Extracted records:
********************
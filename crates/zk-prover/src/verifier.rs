//! ZK-SNARK proof verification
//!
//! The verifier fails closed: every public entry point returns a plain
//! `bool`, and anything short of a successful pairing check is `false`.
//! Malformed input is logged at debug level; internal verifier failures
//! are logged as warnings so they stay distinguishable from rejections.

use std::path::Path;

use ark_bn254::{Bn254, Fr};
use ark_groth16::{Groth16, PreparedVerifyingKey, VerifyingKey};
use ark_snark::SNARK;
use tracing::{debug, info, instrument, warn};

use crate::artifacts::load_verifying_key;
use crate::error::{ErrorKind, ProverError, Result};
use crate::field::string_to_fr;
use crate::proof::{Proof, ProofJson, ProofWithPublicInputs};
use crate::prover::Circuit;

/// Groth16 verifier for the marketplace circuits
#[derive(Default)]
pub struct MarketplaceVerifier {
    bid_validity_vk: Option<PreparedVerifyingKey<Bn254>>,
    selective_disclosure_vk: Option<PreparedVerifyingKey<Bn254>>,
}

impl MarketplaceVerifier {
    /// Create a verifier with no circuits enabled
    pub fn new() -> Self {
        Self::default()
    }

    /// Load verification keys for `circuits` from an artifacts directory
    pub fn from_artifacts(dir: impl AsRef<Path>, circuits: &[Circuit]) -> Result<Self> {
        let dir = dir.as_ref();
        let mut verifier = Self::new();
        for &circuit in circuits {
            let vk = load_verifying_key(dir, circuit)?;
            verifier = verifier.with_verifying_key(circuit, &vk)?;
        }
        Ok(verifier)
    }

    pub fn with_verifying_key(
        mut self,
        circuit: Circuit,
        vk: &VerifyingKey<Bn254>,
    ) -> Result<Self> {
        let pvk = Groth16::<Bn254>::process_vk(vk)?;
        match circuit {
            Circuit::BidValidity => self.bid_validity_vk = Some(pvk),
            Circuit::SelectiveDisclosure => self.selective_disclosure_vk = Some(pvk),
        }
        Ok(self)
    }

    pub fn has_circuit(&self, circuit: Circuit) -> bool {
        self.prepared_key(circuit).is_ok()
    }

    fn prepared_key(&self, circuit: Circuit) -> Result<&PreparedVerifyingKey<Bn254>> {
        match circuit {
            Circuit::BidValidity => self.bid_validity_vk.as_ref(),
            Circuit::SelectiveDisclosure => self.selective_disclosure_vk.as_ref(),
        }
        .ok_or_else(|| ProverError::Verification {
            reason: format!("no verification key loaded for {circuit}"),
        })
    }

    /// Verify a proof against decimal-string public signals
    #[instrument(skip(self, proof, public_signals))]
    pub fn verify(&self, circuit: Circuit, proof: &Proof, public_signals: &[String]) -> bool {
        let outcome = public_signals
            .iter()
            .map(|s| string_to_fr(s))
            .collect::<Result<Vec<_>>>()
            .and_then(|inputs| self.try_verify(circuit, proof, &inputs));
        Self::fail_closed(circuit, outcome)
    }

    /// Verify a snarkjs-format proof
    #[instrument(skip(self, proof, public_signals))]
    pub fn verify_json(
        &self,
        circuit: Circuit,
        proof: &ProofJson,
        public_signals: &[String],
    ) -> bool {
        match Proof::from_json(proof) {
            Ok(proof) => self.verify(circuit, &proof, public_signals),
            Err(e) => Self::fail_closed(circuit, Err(e)),
        }
    }

    /// Verify a freshly generated proof
    pub fn verify_proof(&self, proof: &ProofWithPublicInputs) -> bool {
        let outcome = self.try_verify(proof.circuit, &proof.proof, &proof.public_inputs);
        Self::fail_closed(proof.circuit, outcome)
    }

    /// Verify proof using raw bytes and public inputs
    pub fn verify_raw(&self, circuit: Circuit, proof_bytes: &[u8], public_inputs: &[Fr]) -> bool {
        let outcome = Proof::from_bytes(proof_bytes)
            .and_then(|proof| self.try_verify(circuit, &proof, public_inputs));
        Self::fail_closed(circuit, outcome)
    }

    /// Generic proof verification
    fn try_verify(&self, circuit: Circuit, proof: &Proof, public_inputs: &[Fr]) -> Result<bool> {
        let pvk = self.prepared_key(circuit)?;

        if public_inputs.len() != circuit.public_signal_count() {
            return Err(ProverError::InvalidProofFormat {
                reason: format!(
                    "expected {} public signals, got {}",
                    circuit.public_signal_count(),
                    public_inputs.len()
                ),
            });
        }

        info!("Verifying {} proof", circuit);
        let is_valid = Groth16::<Bn254>::verify_with_processed_vk(pvk, public_inputs, &proof.inner)
            .map_err(|e| ProverError::Verification {
                reason: e.to_string(),
            })?;

        info!("Proof verification result: {}", is_valid);
        Ok(is_valid)
    }

    fn fail_closed(circuit: Circuit, outcome: Result<bool>) -> bool {
        match outcome {
            Ok(is_valid) => is_valid,
            Err(e) if e.kind() == ErrorKind::InvalidRequest => {
                debug!(%circuit, error = %e, "Rejected malformed proof");
                false
            }
            Err(e) => {
                warn!(%circuit, error = %e, "Verification error, treating proof as invalid");
                false
            }
        }
    }
}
********************
Exercise objective: Retype the entries exactly from the first line, stopping after the line with "use ark_snark::SNARK;".

Task result:
filename crates/zk-prover/src/verifier.rs
//! ZK-SNARK proof verification
//!
//! The verifier fails closed: every public entry point returns a plain
//! `bool`, and anything short of a successful pairing check is `false`.
//! Malformed input is logged at debug level; internal verifier failures
//! are logged as warnings so they stay distinguishable from rejections.

use std::path::Path;

use ark_bn254::{Bn254, Fr};
use ark_groth16::{Groth16, PreparedVerifyingKey, VerifyingKey};
use ark_snark::SNARK;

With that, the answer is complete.